Enhancing Genome Editing Efficiency with the WOLF Cell Sorter

Genome editing using the CRISPR/Cas9 system has opened up extraordinary possibilities in research and therapeutic models. Yet a key step remains the effective isolation and expansion of edited cells—especially in single-cell cloning, maintenance of viability, and downstream functional analysis. The WOLF G2^® microfluidic cell sorter provides a powerful solution to this challenge through low‐pressure, high‐precision sorting designed for sensitive cell types and gene-editing workflows.

Here we highlight how three recent publications illustrate the value of gentle microfluidic sorting in CRISPR‐based workflows and show how the WOLF G2 cell sorter supports and improves these processes.

Publication Overviews

1. Niles et al., Journal of Biological Chemistry (2025) – “Bioluminescence-based assays for quantifying …”
In this study, researchers performed CRISPR editing and used single-cell sorting into 96-well plates with the WOLF Cell Sorter (with N1 Single-Cell Dispenser) to isolate edited clones effectively.

This protocol highlights how the WOLF enables reliable single‐cell deposition after editing, preserving viability and ensuring clonal outgrowth. By integrating sorting at the single-cell level, the study achieved reliable downstream functional assays (bioluminescence readouts) with minimal stress on the sorted cells.

2. Aouida et al., Scientific Reports (2025) – CRISPR knockout workflow
This publication describes a protocol for CRISPR‐Cas9–mediated knockout in human cells, including single‐cell isolation and expansion. While the primary focus is on the editing protocol, the authors emphasize that efficient isolation of single clones without undue stress is essential for maintaining integrity of edited lines.

In this context, the WOLF sorter’s gentle microfluidic sorting (<2 psi) is an ideal enabler of such workflows: it allows rapid sorting of labeled edited cells into single‐cell plates with high viability and minimal sorting‐induced artefacts.

3. Huang et al., ScienceDirect (2025) – High‐throughput functional genomics following CRISPR editing
In this more complex workflow, multiple edits and downstream functional genomics analyses necessitated sorting of edited populations with minimal perturbation. Here, gentle microfluidic sorting plays a key role in preserving cellular phenotype and transcriptional integrity, enabling robust downstream data. The article highlights the principles of the WOLF platform: low‐stress sorting, single‐cell isolation, compatibility with multi‐well plates, and high viability recovery.

How the WOLF Sorter Enhances CRISPR Workflow

Improved viability and cell health
The WOLF sorter uses a disposable microfluidic cartridge and operates at under 2 psi, dramatically reducing shear stress and injury to cells during sorting. Nanocellect+1 This leads to higher post‐sort viability, fewer stress‐related artefacts (important for edited cells), and better downstream behavior (growth, differentiation, gene expression).

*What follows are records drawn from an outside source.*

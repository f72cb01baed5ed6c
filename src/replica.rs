use std::net::TcpListener;
use std::thread;
use std::time::Duration;

use anyhow::Result;
use tracing::{debug, error, info, warn};

use crate::client::MasterClient;
use crate::connection::ConnectionHandler;
use crate::errors::CommandError;
use crate::io::net::Binding;
use crate::protocol::command::Command;
use crate::protocol::resp::RESP;
use crate::redis::RedisServer;
use crate::txn::TxnBuffer;

/// One accepted client connection in replica role: reads and transactions
/// of reads are served, writes are refused.
pub struct ReplicaConnection {
    redis: RedisServer,
    txn: TxnBuffer,
}

impl ReplicaConnection {
    pub fn new(redis: RedisServer) -> Self {
        Self {
            redis,
            txn: TxnBuffer::new(),
        }
    }
}

impl ConnectionHandler for ReplicaConnection {
    fn txn(&mut self) -> &mut TxnBuffer {
        &mut self.txn
    }

    fn dispatch(&mut self, command: &Command, params: &[String]) -> Result<Vec<RESP>> {
        if command.is_write() {
            return Ok(vec![RESP::Error(CommandError::ReadOnlyReplica.to_string())]);
        }
        self.redis.handle_command(command, params)
    }
}

/// The inbound replication link: runs the outbound handshake, then applies
/// the master's command stream while keeping an exact byte offset.
struct ReplicaLink {
    redis: RedisServer,
    master: Binding,
}

impl ReplicaLink {
    fn run(&self) -> Result<()> {
        let mut client = MasterClient::connect(&self.master)?;

        client.ping_pong()?;
        client.replconf(&["listening-port", &self.redis.binding.1.to_string()])?;
        client.replconf(&["capa", "psync2"])?;
        let rdb = client.psync("?", -1)?;
        info!(
            "full resync from {} complete ({} RDB bytes), consuming command stream",
            self.master,
            rdb.len()
        );

        // offset restarts with every successful resync
        let mut consumed_bytes: u64 = 0;
        loop {
            let (frame_len, message) = client.read_replication_command()?;
            match Command::parse_command(&message) {
                Ok((Command::REPLCONF, params))
                    if params
                        .first()
                        .is_some_and(|sub| sub.eq_ignore_ascii_case("GETACK")) =>
                {
                    // the ACK reports bytes consumed before this GETACK
                    client.send(&RESP::command(&[
                        "REPLCONF",
                        "ACK",
                        &consumed_bytes.to_string(),
                    ]))?;
                }
                Ok((command, params)) => {
                    debug!("applying replicated {} {:?}", command, params);
                    // replies are suppressed; the stream has no reply channel
                    if let Err(err) = self.redis.handle_command(&command, &params) {
                        warn!("failed to apply replicated {}: {:#}", command, err);
                    }
                }
                Err(err) => warn!("skipping bad replication frame: {:#}", err),
            }
            consumed_bytes += frame_len as u64;
        }
    }
}

/// Spawns the replication link thread; a broken link reconnects with a
/// fixed backoff and a fresh full resync.
pub fn start_replication(redis: RedisServer, master: Binding) -> Result<()> {
    let thread_name = format!("replica-link-{}", master);
    thread::Builder::new().name(thread_name).spawn(move || {
        let link = ReplicaLink { redis, master };
        loop {
            if let Err(err) = link.run() {
                warn!("replication link failed: {:#}; will reconnect", err);
            }
            thread::sleep(Duration::from_secs(2));
        }
    })?;
    Ok(())
}

/// Accept loop for replica role.
pub fn serve(listener: TcpListener, redis: RedisServer) -> Result<()> {
    info!("replica listening on {}", redis.binding);
    for stream in listener.incoming() {
        match stream {
            Ok(stream) => {
                let peer = stream.peer_addr()?;
                let redis = redis.clone();
                thread::Builder::new()
                    .name(format!("replica-conn-{}", peer))
                    .spawn(move || {
                        let mut handler = ReplicaConnection::new(redis);
                        if let Err(err) = handler.handle_connection(stream) {
                            debug!("connection {} closed: {:#}", peer, err);
                        }
                    })?;
            }
            Err(err) => error!("accept failed: {}", err),
        }
    }
    Ok(())
}
use crate::errors::CommandError;
use crate::protocol::command::Command;

/// Per-connection MULTI/EXEC/DISCARD buffer. While active, commands are
/// queued instead of executed; EXEC drains the queue in order.
#[derive(Default)]
pub struct TxnBuffer {
    active: bool,
    queued: Vec<(Command, Vec<String>)>,
}

impl TxnBuffer {
    pub fn new() -> Self {
        Self::default()
    }

    pub fn is_active(&self) -> bool {
        self.active
    }

    pub fn begin(&mut self) -> Result<(), CommandError> {
        if self.active {
            return Err(CommandError::NestedMulti);
        }
        self.active = true;
        self.queued.clear();
        Ok(())
    }

    pub fn push(&mut self, command: Command, params: Vec<String>) {
        self.queued.push((command, params));
    }

    /// EXEC: deactivates and hands back the queue for execution.
    pub fn take(&mut self) -> Result<Vec<(Command, Vec<String>)>, CommandError> {
        if !self.active {
            return Err(CommandError::ExecWithoutMulti);
        }
        self.active = false;
        Ok(std::mem::take(&mut self.queued))
    }

    pub fn discard(&mut self) -> Result<(), CommandError> {
        if !self.active {
            return Err(CommandError::DiscardWithoutMulti);
        }
        self.active = false;
        self.queued.clear();
        Ok(())
    }
}

#[cfg(test)]
mod tests {
    use super::*;

    #[test]
    fn queue_accumulates_in_order() {
        let mut txn = TxnBuffer::new();
        txn.begin().unwrap();
        txn.push(Command::SET, vec!["a".to_string(), "1".to_string()]);
        txn.push(Command::INCR, vec!["a".to_string()]);
        let queued = txn.take().unwrap();
        assert_eq!(queued.len(), 2);
        assert_eq!(queued[0].0, Command::SET);
        assert_eq!(queued[1].0, Command::INCR);
        assert!(!txn.is_active());
    }

    #[test]
    fn exec_on_empty_queue_is_fine() {
        let mut txn = TxnBuffer::new();
        txn.begin().unwrap();
        assert!(txn.take().unwrap().is_empty());
    }

    #[test]
    fn exec_without_multi_is_rejected() {
        let mut txn = TxnBuffer::new();
        assert_eq!(txn.take(), Err(CommandError::ExecWithoutMulti));
    }

    #[test]
    fn discard_without_multi_is_rejected() {
        let mut txn = TxnBuffer::new();
        assert_eq!(txn.discard(), Err(CommandError::DiscardWithoutMulti));
    }

    #[test]
    fn discard_drops_the_queue() {
        let mut txn = TxnBuffer::new();
        txn.begin().unwrap();
        txn.push(Command::SET, vec!["a".to_string(), "1".to_string()]);
        txn.discard().unwrap();
        txn.begin().unwrap();
        assert!(txn.take().unwrap().is_empty());
    }

    #[test]
    fn nested_multi_is_rejected_and_keeps_the_queue() {
        let mut txn = TxnBuffer::new();
        txn.begin().unwrap();
        txn.push(Command::GET, vec!["a".to_string()]);
        assert_eq!(txn.begin(), Err(CommandError::NestedMulti));
        assert!(txn.is_active());
        assert_eq!(txn.take().unwrap().len(), 1);
    }
}
use std::net::TcpStream;

use anyhow::Result;
use tracing::debug;

use crate::errors::{error_reply, CommandError};
use crate::protocol::command::Command;
use crate::protocol::resp::{RESPConnection, RESP};
use crate::txn::TxnBuffer;

/// Read-decode-dispatch-reply loop shared by both roles. Implementations
/// provide the role-specific dispatch; transaction interception lives here
/// so MULTI works the same against a master and a replica.
pub trait ConnectionHandler {
    fn dispatch(&mut self, command: &Command, params: &[String]) -> Result<Vec<RESP>>;

    fn txn(&mut self) -> &mut TxnBuffer;

    /// Runs after the reply went out; PSYNC uses this to turn the
    /// connection into a replication connection.
    fn after_reply(&mut self, _connection: &mut RESPConnection, _command: &Command) -> Result<()> {
        Ok(())
    }

    fn handle_connection(&mut self, stream: TcpStream) -> Result<()> {
        let mut connection = RESPConnection::new(stream)?;
        loop {
            self.handle_message(&mut connection)?;
        }
    }

    fn handle_message(&mut self, connection: &mut RESPConnection) -> Result<()> {
        let (_, message) = connection.read_message()?;
        debug!("received: {}", message);

        let (command, params) = match Command::parse_command(&message) {
            Ok(parsed) => parsed,
            Err(err) => {
                // unknown names get an error reply; framing errors close
                return if err.downcast_ref::<CommandError>().is_some() {
                    connection.send_message(&error_reply(&err))?;
                    Ok(())
                } else {
                    Err(err)
                };
            }
        };

        let in_transaction = self.txn().is_active();
        let replies = match &command {
            Command::MULTI => vec![self
                .txn()
                .begin()
                .map_or_else(|err| RESP::Error(err.to_string()), |_| RESP::String("OK".to_string()))],
            Command::DISCARD => vec![self
                .txn()
                .discard()
                .map_or_else(|err| RESP::Error(err.to_string()), |_| RESP::String("OK".to_string()))],
            Command::EXEC => self.exec_queued()?,
            _ if in_transaction => {
                self.txn().push(command.clone(), params);
                vec![RESP::String("QUEUED".to_string())]
            }
            _ => match self.dispatch(&command, &params) {
                Ok(replies) => replies,
                Err(err) => vec![error_reply(&err)],
            },
        };

        connection.send_messages(&replies.iter().collect::<Vec<&RESP>>())?;
        self.after_reply(connection, &command)
    }

    /// EXEC: one outer array, one reply per queued command, in order.
    fn exec_queued(&mut self) -> Result<Vec<RESP>> {
        let queued = match self.txn().take() {
            Ok(queued) => queued,
            Err(err) => return Ok(vec![RESP::Error(err.to_string())]),
        };
        let mut replies = Vec::with_capacity(queued.len());
        for (command, params) in queued {
            match self.dispatch(&command, &params) {
                Ok(command_replies) => replies.extend(command_replies),
                Err(err) => replies.push(error_reply(&err)),
            }
        }
        Ok(vec![RESP::Array(replies)])
    }
}
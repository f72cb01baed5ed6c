use std::net::TcpListener;

use anyhow::Result;
use clap::Parser;
use tracing::info;
use tracing_subscriber::{fmt, EnvFilter};

use redlite::config::Config;
use redlite::io::net::Binding;
use redlite::master::{self, MasterServer};
use redlite::redis::RedisServer;
use redlite::replica;

fn main() -> Result<()> {
    let filter = EnvFilter::try_from_default_env().unwrap_or_else(|_| EnvFilter::new("info"));
    fmt().with_env_filter(filter).with_target(false).init();

    let config = Config::parse();
    let binding = Binding("127.0.0.1".to_string(), config.port);
    let listener = TcpListener::bind(binding.to_string())?;

    match config.master_binding()? {
        None => {
            let redis = RedisServer::new(&config, binding.clone(), true)?;
            info!("starting master on {}", binding);
            master::serve(listener, MasterServer::new(redis))
        }
        Some(master_binding) => {
            let redis = RedisServer::new(&config, binding.clone(), false)?;
            info!("starting replica of {} on {}", master_binding, binding);
            replica::start_replication(redis.clone(), master_binding)?;
            replica::serve(listener, redis)
        }
    }
}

Single-cell deposition and improved clonality outgrowth
Isolation of single, edited cells is often required for clonal line derivation after CRISPR editing. The WOLF with its N1 Single‐Cell Dispenser enables accurate deposition into 96- or 384‐well plates, improving clone recovery and ensuring true monoclonality as demonstrated in the JBC study (Niles et al.).

Reduced time & workflow streamlining
By enabling rapid sorting of edited cells and direct plating, the WOLF can shorten the time from editing to usable clones. Traditional limiting dilution is slow and inefficient; microfluidic sorting accelerates this step, reducing the bottleneck for CRISPR workflows.

Preservation of downstream functional integrity
In functional genomics or phenotypic assays post‐editing, cell stress or sorting damage can confound results. The gentle approach of the WOLF maintains better transcriptomic, proteomic and phenotypic fidelity—crucial in the high‐complexity workflows described in the ScienceDirect article.

Compact, lab‐friendly footprint
Unlike large conventional FACS instruments, the WOLF fits on the benchtop, uses disposable cartridges (reducing contamination risk) and requires minimal maintenance. This makes it accessible for labs performing gene‐editing and clone isolation.

In Summary

The recent publications underscore a clear message: for CRISPR‐based genome editing—especially when single‐cell cloning, high viability, and robust downstream assays are required—the choice of sorting method is pivotal. The WOLF microfluidic cell sorter by NanoCellect offers a compelling solution: gentle, high‐precision, user-friendly, and ideally suited to modern gene‐editing applications. Labs that integrate such gentle sorting into their CRISPR workflows are better positioned to generate high-quality edited lines, reduce bottlenecks, and improve experimental reproducibility.